Liechtenstein foundation

Interogo Foundation is a foundation registered in Liechtenstein as an Unternehmensstiftung' (/de/, literally in English: 'enterprise foundation'). Its office is located in Vaduz, Liechtenstein. Until 2023, it owned Inter IKEA Holding B.V., registered in the Netherlands, which through its subsidiary Inter IKEA Systems controlled the intellectual property of the IKEA brand. In 2011, it was reported that the foundation controlled assets valued at US$15 billion. In 2023 it demerged, splitting off the Inter IKEA Foundation as a separate foundation that owns Inter IKEA Holding B.V.

== History ==
Interogo Foundation was founded on 29 March 1989 in Vaduz, Liechtenstein.
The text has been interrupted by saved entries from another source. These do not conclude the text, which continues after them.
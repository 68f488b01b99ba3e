//! The whitelist.
//!
//! A [`CommandTable`] maps command names to typed handlers and is the only
//! way anything executes against a document. It is built once and never
//! mutated; a name with no entry has no execution path.

mod drawing;
mod entity;
mod layer;
mod live;

use crate::document::Document;
use crate::error::command::CommandError;
use crate::host::LiveHost;

use common::ErrorLocation;

use std::collections::BTreeMap;
use std::panic::{AssertUnwindSafe, Location, catch_unwind};

use log::{error, trace};
use models::{BackendKind, Params};
use serde::Serialize;
use serde_json::Value;

pub const EXECUTE_SCRIPT: &str = "execute-script";

pub type SharedHandler = fn(&mut Document, &Params) -> Result<Value, CommandError>;
pub type LiveHandler = fn(&mut dyn LiveHost, &Params) -> Result<Value, CommandError>;

#[derive(Debug, Clone, Copy, PartialEq, Eq, Serialize)]
#[serde(rename_all = "lowercase")]
pub enum Availability {
    Live,
    Headless,
    Both,
}

impl Availability {
    pub fn supports(&self, kind: BackendKind) -> bool {
        matches!(
            (self, kind),
            (Availability::Both, _)
                | (Availability::Live, BackendKind::Live)
                | (Availability::Headless, BackendKind::Headless)
        )
    }
}

#[derive(Clone, Copy)]
pub enum Handler {
    /// Runs against a bare document, so either backend can execute it.
    Shared(SharedHandler),
    /// Needs host facilities beyond the document.
    Live(LiveHandler),
}

#[derive(Clone)]
pub struct CommandEntry {
    pub name: &'static str,
    pub description: &'static str,
    pub availability: Availability,
    /// Whether the host records an undo point before running it.
    pub undoable: bool,
    pub handler: Handler,
}

impl CommandEntry {
    pub fn shared(
        name: &'static str,
        description: &'static str,
        undoable: bool,
        handler: SharedHandler,
    ) -> Self {
        Self {
            name,
            description,
            availability: Availability::Both,
            undoable,
            handler: Handler::Shared(handler),
        }
    }

    pub fn live(
        name: &'static str,
        description: &'static str,
        undoable: bool,
        handler: LiveHandler,
    ) -> Self {
        Self {
            name,
            description,
            availability: Availability::Live,
            undoable,
            handler: Handler::Live(handler),
        }
    }

    /// Narrow a shared entry to one backend.
    pub fn restricted_to(mut self, kind: BackendKind) -> Self {
        self.availability = match kind {
            BackendKind::Live => Availability::Live,
            BackendKind::Headless => Availability::Headless,
        };
        self
    }
}

pub struct CommandTable {
    entries: BTreeMap<&'static str, CommandEntry>,
}

impl CommandTable {
    /// The standard command set. `execute-script` is only present when
    /// `allow_scripts` is set.
    pub fn builtin(allow_scripts: bool) -> Self {
        let mut entries = Vec::new();
        entries.extend(drawing::entries());
        entries.extend(entity::entries());
        entries.extend(layer::entries());
        entries.extend(live::entries());

        if allow_scripts {
            entries.push(live::execute_script_entry());
        }

        Self::from_entries(entries)
    }

    /// Build a table from explicit entries; a repeated name keeps the last one.
    pub fn from_entries(entries: impl IntoIterator<Item = CommandEntry>) -> Self {
        Self {
            entries: entries.into_iter().map(|entry| (entry.name, entry)).collect(),
        }
    }

    pub fn get(&self, name: &str) -> Option<&CommandEntry> {
        self.entries.get(name)
    }

    /// Entries in name order.
    pub fn entries(&self) -> impl Iterator<Item = &CommandEntry> {
        self.entries.values()
    }

    pub fn len(&self) -> usize {
        self.entries.len()
    }

    pub fn is_empty(&self) -> bool {
        self.entries.is_empty()
    }

    /// Look `name` up and confirm it may run on `kind`.
    #[track_caller]
    pub fn check(&self, name: &str, kind: BackendKind) -> Result<&CommandEntry, CommandError> {
        let entry = self
            .entries
            .get(name)
            .ok_or_else(|| CommandError::UnknownCommand {
                message: format!("unknown command '{name}'"),
                location: ErrorLocation::from(Location::caller()),
            })?;

        if !entry.availability.supports(kind) {
            return Err(CommandError::Unsupported {
                message: format!("command '{name}' is not supported on the {kind} backend"),
                location: ErrorLocation::from(Location::caller()),
            });
        }

        Ok(entry)
    }

    /// Run `name` against an in-memory document.
    pub fn execute_on_document(
        &self,
        name: &str,
        document: &mut Document,
        params: &Params,
    ) -> Result<Value, CommandError> {
        let entry = self.check(name, BackendKind::Headless)?;

        match entry.handler {
            Handler::Shared(handler) => guarded(name, || handler(document, params)),
            Handler::Live(_) => Err(CommandError::Unsupported {
                message: format!("command '{name}' needs a live host"),
                location: ErrorLocation::from(Location::caller()),
            }),
        }
    }

    /// Run `name` inside a live host.
    pub fn execute_on_host(
        &self,
        name: &str,
        host: &mut dyn LiveHost,
        params: &Params,
    ) -> Result<Value, CommandError> {
        let entry = self.check(name, BackendKind::Live)?;

        let before = entry.undoable.then(|| host.document_mut().clone());

        let result = match entry.handler {
            Handler::Shared(handler) => guarded(name, || handler(host.document_mut(), params)),
            Handler::Live(handler) => guarded(name, || handler(&mut *host, params)),
        };

        // A rejected command leaves the undo and redo history untouched
        if let (Ok(_), Some(before)) = (&result, before) {
            host.record_undo(before);
        }

        result
    }
}

/// Convert a handler panic into a [`CommandError::Handler`].
fn guarded(
    name: &str,
    run: impl FnOnce() -> Result<Value, CommandError>,
) -> Result<Value, CommandError> {
    trace!("Executing '{name}'");

    catch_unwind(AssertUnwindSafe(run)).unwrap_or_else(|panic| {
        let reason = panic
            .downcast_ref::<&str>()
            .map(|text| text.to_string())
            .or_else(|| panic.downcast_ref::<String>().cloned())
            .unwrap_or_else(|| String::from("unknown panic"));

        error!("Handler for '{name}' panicked: {reason}");
        Err(CommandError::Handler {
            message: format!("handler for '{name}' panicked: {reason}"),
            location: ErrorLocation::from(Location::caller()),
        })
    })
}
Its aim is to secure the longevity and independence of the IKEA concept and the continued existence of Inter IKEA Holding, as well as to influence the leadership of the company.

The IKEA founder Ingvar Kamprad and his family used to control Interogo Foundation until 2013.

On 1 September 2023, the Inter IKEA Foundation was demerged from the Interogo Foundation.

=== Appo Trust ===
Until the end of 2010, the entity Appo Trust, based in Ontario, Canada, was in charge of appointing and replacing board members of Interogo Foundation. Appo Trust was controlled by the Kamprad family.

==Governance==
The foundation board has at least two members, who at the time of the founding of Interogo Foundation were the lawyers Herbert Oberhuber and Johannes Burger. The foundation may be changed into a company or a trust if circumstances have changed so that this is in the foundation's interests. Meetings of the board are announced by the president of the foundation.

Board members are appointed by the advisory council of Interogo Foundation. In 2013, Ingvar Kamprad resigned from that council and renounced his right to appoint its members. As of 2020, the rules for appointing members of the advisory council state that Kamprad family members may not hold a majority of the seats.